I'm solving the cahn-hilliard-equation with periodic boundary conditions by a mixed finite element method. Here I have no problems with the periodic boundary conditions, everything works fine! Here is the code, just for comparison...

from dolfin import *
import numpy as np
import random


# Dolfin Parameters
parameters["form_compiler"]["optimize"]     = True
parameters["form_compiler"]["cpp_optimize"] = True
parameters["form_compiler"]["representation"] = "quadrature"


# Periodic Boundary Class
class PeriodicBC(SubDomain):
    def __init__(self, tolerance=DOLFIN_EPS, length = 1., length_scaling = 1.):
        SubDomain.__init__(self)
        self.tol = tolerance
        self.length = length
        self.length_scaling = length_scaling
    def inside(self, x, on_boundary):
        return (bool(near(x[1], 0.) and on_boundary) or bool(near(x[0], 0.) and on_boundary))
    def map(self, x, y):
        if x[1] > (self.length/self.length_scaling - self.tol):
            y[0] = x[0]
            y[1] = x[1] - self.length/self.length_scaling
        else:
            y[0] = x[0] - self.length/self.length_scaling
            y[1] = x[1]


# Initial Conditions
class InitialConditions(Expression):
    def __init__(self, MeanConcentration, PerturbationConcentration):
        random.seed(5)
        self.Concentration = MeanConcentration
        self.Perturbation = PerturbationConcentration
    def eval(self, values, x):
        values[0] = self.Concentration + self.Perturbation*(0.5 - random.random())
        values[1] = 0.
    def value_shape(self):
        return (2,)


# Parameters
Length = 8.0e-05
LengthScaling = 1.0e-04

TimeStepSize = 5.0e-02
TimeScaling = LengthScaling**2/1.0e-12
ScaledTimeStepSize = TimeStepSize/TimeScaling
ScaledFreeEnergy = 4.0
ScaledLineTension = 1.0e-12/LengthScaling**2


# Create Mesh
mesh = RectangleMesh(0.0, 0.0, Length/LengthScaling, Length/LengthScaling, \
             64, 64, "crossed")

# Build Function Space and Functions
PBC = PeriodicBC(length = Length, length_scaling = LengthScaling)
V  = FunctionSpace(mesh, "CG", 1, constrained_domain=PBC)             
MS = MixedFunctionSpace([V,V])

# Define Trial and Test Functions
du      = TrialFunction(MS)
wc, ws = TestFunctions(MS)

# Define Functions
u   = Function(MS)  # Current Solution
u0  = Function(MS)  # Old Solution

# Split mixed Functions
dc, ds = split(du)
c,  s  = split(u)
c0, s0 = split(u0)


# Define the Chemical Potential and Mobility
mu = 2.0*c*(1.0-c)*(1.0-c) - 2.0*c*c*(1.0-c)
M = 1.

# Weak Statement
F_1 = (c - c0)*wc*dx
F_2 = inner(M*grad(s), grad(wc))*dx
F_3 = s*ws*dx
F_4 = mu*ws*dx
F_5 = inner(grad(c), grad(ws))*dx

# Function F for Newton Method
F = F_1 + ScaledTimeStepSize*F_2 + (F_3 - ScaledFreeEnergy*F_4 - ScaledLineTension*F_5)       
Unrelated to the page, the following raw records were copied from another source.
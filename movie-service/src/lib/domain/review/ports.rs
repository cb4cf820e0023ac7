use async_trait::async_trait;

use crate::domain::movie::models::MovieId;
use crate::domain::review::errors::ReviewError;
use crate::domain::review::models::Review;
use crate::domain::review::models::ReviewDraft;
use crate::domain::review::models::ReviewId;
use crate::user::models::UserId;

/// Port for review operations.
#[async_trait]
pub trait ReviewServicePort: Send + Sync + 'static {
    /// Create a review.
    ///
    /// # Errors
    /// * `AlreadyExists` - The user already reviewed this movie
    /// * `DatabaseError` - Database operation failed
    async fn create_review(&self, draft: ReviewDraft) -> Result<Review, ReviewError>;

    /// Replace the content of an existing review.
    ///
    /// # Errors
    /// * `NotFound` - Review does not exist
    /// * `AlreadyExists` - Another review already covers the new pair
    /// * `DatabaseError` - Database operation failed
    async fn replace_review(&self, id: &ReviewId, draft: ReviewDraft)
        -> Result<Review, ReviewError>;

    /// # Errors
    /// * `NotFound` - Review does not exist
    async fn delete_review(&self, id: &ReviewId) -> Result<(), ReviewError>;
}

/// Persistence operations for reviews.
#[async_trait]
pub trait ReviewRepository: Send + Sync + 'static {
    /// # Errors
    /// * `AlreadyExists` - Store rejected a duplicate (user, movie) pair
    async fn create(&self, review: Review) -> Result<Review, ReviewError>;

    async fn find_by_id(&self, id: &ReviewId) -> Result<Option<Review>, ReviewError>;

    async fn find_by_user_and_movie(
        &self,
        user_id: &UserId,
        movie_id: &MovieId,
    ) -> Result<Option<Review>, ReviewError>;

    /// # Errors
    /// * `NotFound` - Review does not exist
    /// * `AlreadyExists` - Store rejected a duplicate (user, movie) pair
    async fn update(&self, review: Review) -> Result<Review, ReviewError>;

    /// # Returns
    /// `true` when a row was removed
    async fn delete(&self, id: &ReviewId) -> Result<bool, ReviewError>;
}
use axum::extract::Path;
use axum::extract::State;
use axum::http::StatusCode;
use axum::Extension;
use axum::Json;
use serde::Deserialize;

use super::ApiError;
use super::ApiSuccess;
use super::StatusResponseData;
use crate::domain::user::models::Password;
use crate::domain::user::models::ReplaceUserCommand;
use crate::domain::user::models::UserId;
use crate::domain::user::models::Username;
use crate::inbound::http::middleware::AuthenticatedUser;
use crate::inbound::http::router::AppState;
use crate::user::errors::UserError;

pub async fn replace_user(
    State(state): State<AppState>,
    Extension(caller): Extension<AuthenticatedUser>,
    Path(user_id): Path<String>,
    Json(body): Json<ReplaceUserRequest>,
) -> Result<ApiSuccess<StatusResponseData>, ApiError> {
    let caller = Username::new(caller.username)
        .map_err(|_| ApiError::Unauthorized("Not authenticated".to_string()))?;
    let user_id = UserId::from_string(&user_id).map_err(UserError::from)?;

    state
        .user_service
        .replace_user(&caller, &user_id, body.try_into_command()?)
        .await
        .map_err(ApiError::from)
        .map(|_| ApiSuccess::new(StatusCode::OK, StatusResponseData::success()))
}

/// Full replacement body: both fields are required and `username` must be unchanged.
#[derive(Debug, Clone, PartialEq, Eq, Deserialize)]
pub struct ReplaceUserRequest {
    username: String,
    password: String,
}

impl ReplaceUserRequest {
    fn try_into_command(self) -> Result<ReplaceUserCommand, UserError> {
        Ok(ReplaceUserCommand {
            username: Username::new(self.username)?,
            password: Password::new(self.password)?,
        })
    }
}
# Derivative of F for Newton Method
J = derivative(F, u, du)

# Create Nonlinear Problem and Newton Solver
bcs =[]
Problem = NonlinearVariationalProblem(F, u, bcs, J)
Solver  = NonlinearVariationalSolver(Problem)


# Initial Conditions
TimeStep = 0
Time = 0.0
u.interpolate(InitialConditions(0.3, 0.01))
# Loop
while (TimeStep < 5):
    # Iterate
    TimeStep += 1
    Time += TimeStepSize
    # Store old Concentration
    u0.vector()[:] = u.vector()
    # Solve Nonlinear Equation
    Solver.solve()
    # Save Solution
    c, s = u.split(deepcopy = True) 
    plot(c)

Here is my problem: I want to solve the poisson problem on the same mesh and with the same boundary conditions, but in the following code the periodic boundary conditions do not work and I don't know why, so I need some help.

from dolfin import *
import numpy as np
import random

# Dolfin Parameters
parameters["form_compiler"]["optimize"]     = True
parameters["form_compiler"]["cpp_optimize"] = True
parameters["form_compiler"]["representation"] = "quadrature"


# Periodic Boundary Class
class PeriodicBC(SubDomain):
    def __init__(self, tolerance=DOLFIN_EPS, length = 1., length_scaling = 1.):
        SubDomain.__init__(self)
        self.tol = tolerance
        self.length = length
        self.length_scaling = length_scaling
    def inside(self, x, on_boundary):
        return (bool(near(x[1], 0.) and on_boundary) or bool(near(x[0], 0.) and on_boundary))
    def map(self, x, y):
        if x[1] > (self.length/self.length_scaling - self.tol):
            y[0] = x[0]
            y[1] = x[1] - self.length/self.length_scaling
        else:
            y[0] = x[0] - self.length/self.length_scaling
            y[1] = x[1]


# Initial Condition
class InitialConditions(Expression):
    def __init__(self, center=0.1, radius=0.08):
        self.center = center
        self.radius = radius
        return None
    def eval(self, values, x):
        if ((x[0]-self.center)**2)/((1.*self.radius)**2)+((x[1]-self.center)**2)/((self.radius)**2) < 1.0:
            values[0] = 1.
        else:
            values[0] = 0.                       

# Translation 
def translation(h):
        int_h = h *dx
        average_h = assemble(int_h)
        h_array = h.vector().array() - average_h
        return h_array

# Parameters
Length = 8.0e-05
LengthScaling = 1.0e-04


# Create Mesh
mesh = RectangleMesh(0.0, 0.0, Length/LengthScaling, Length/LengthScaling, 64, 64, "crossed")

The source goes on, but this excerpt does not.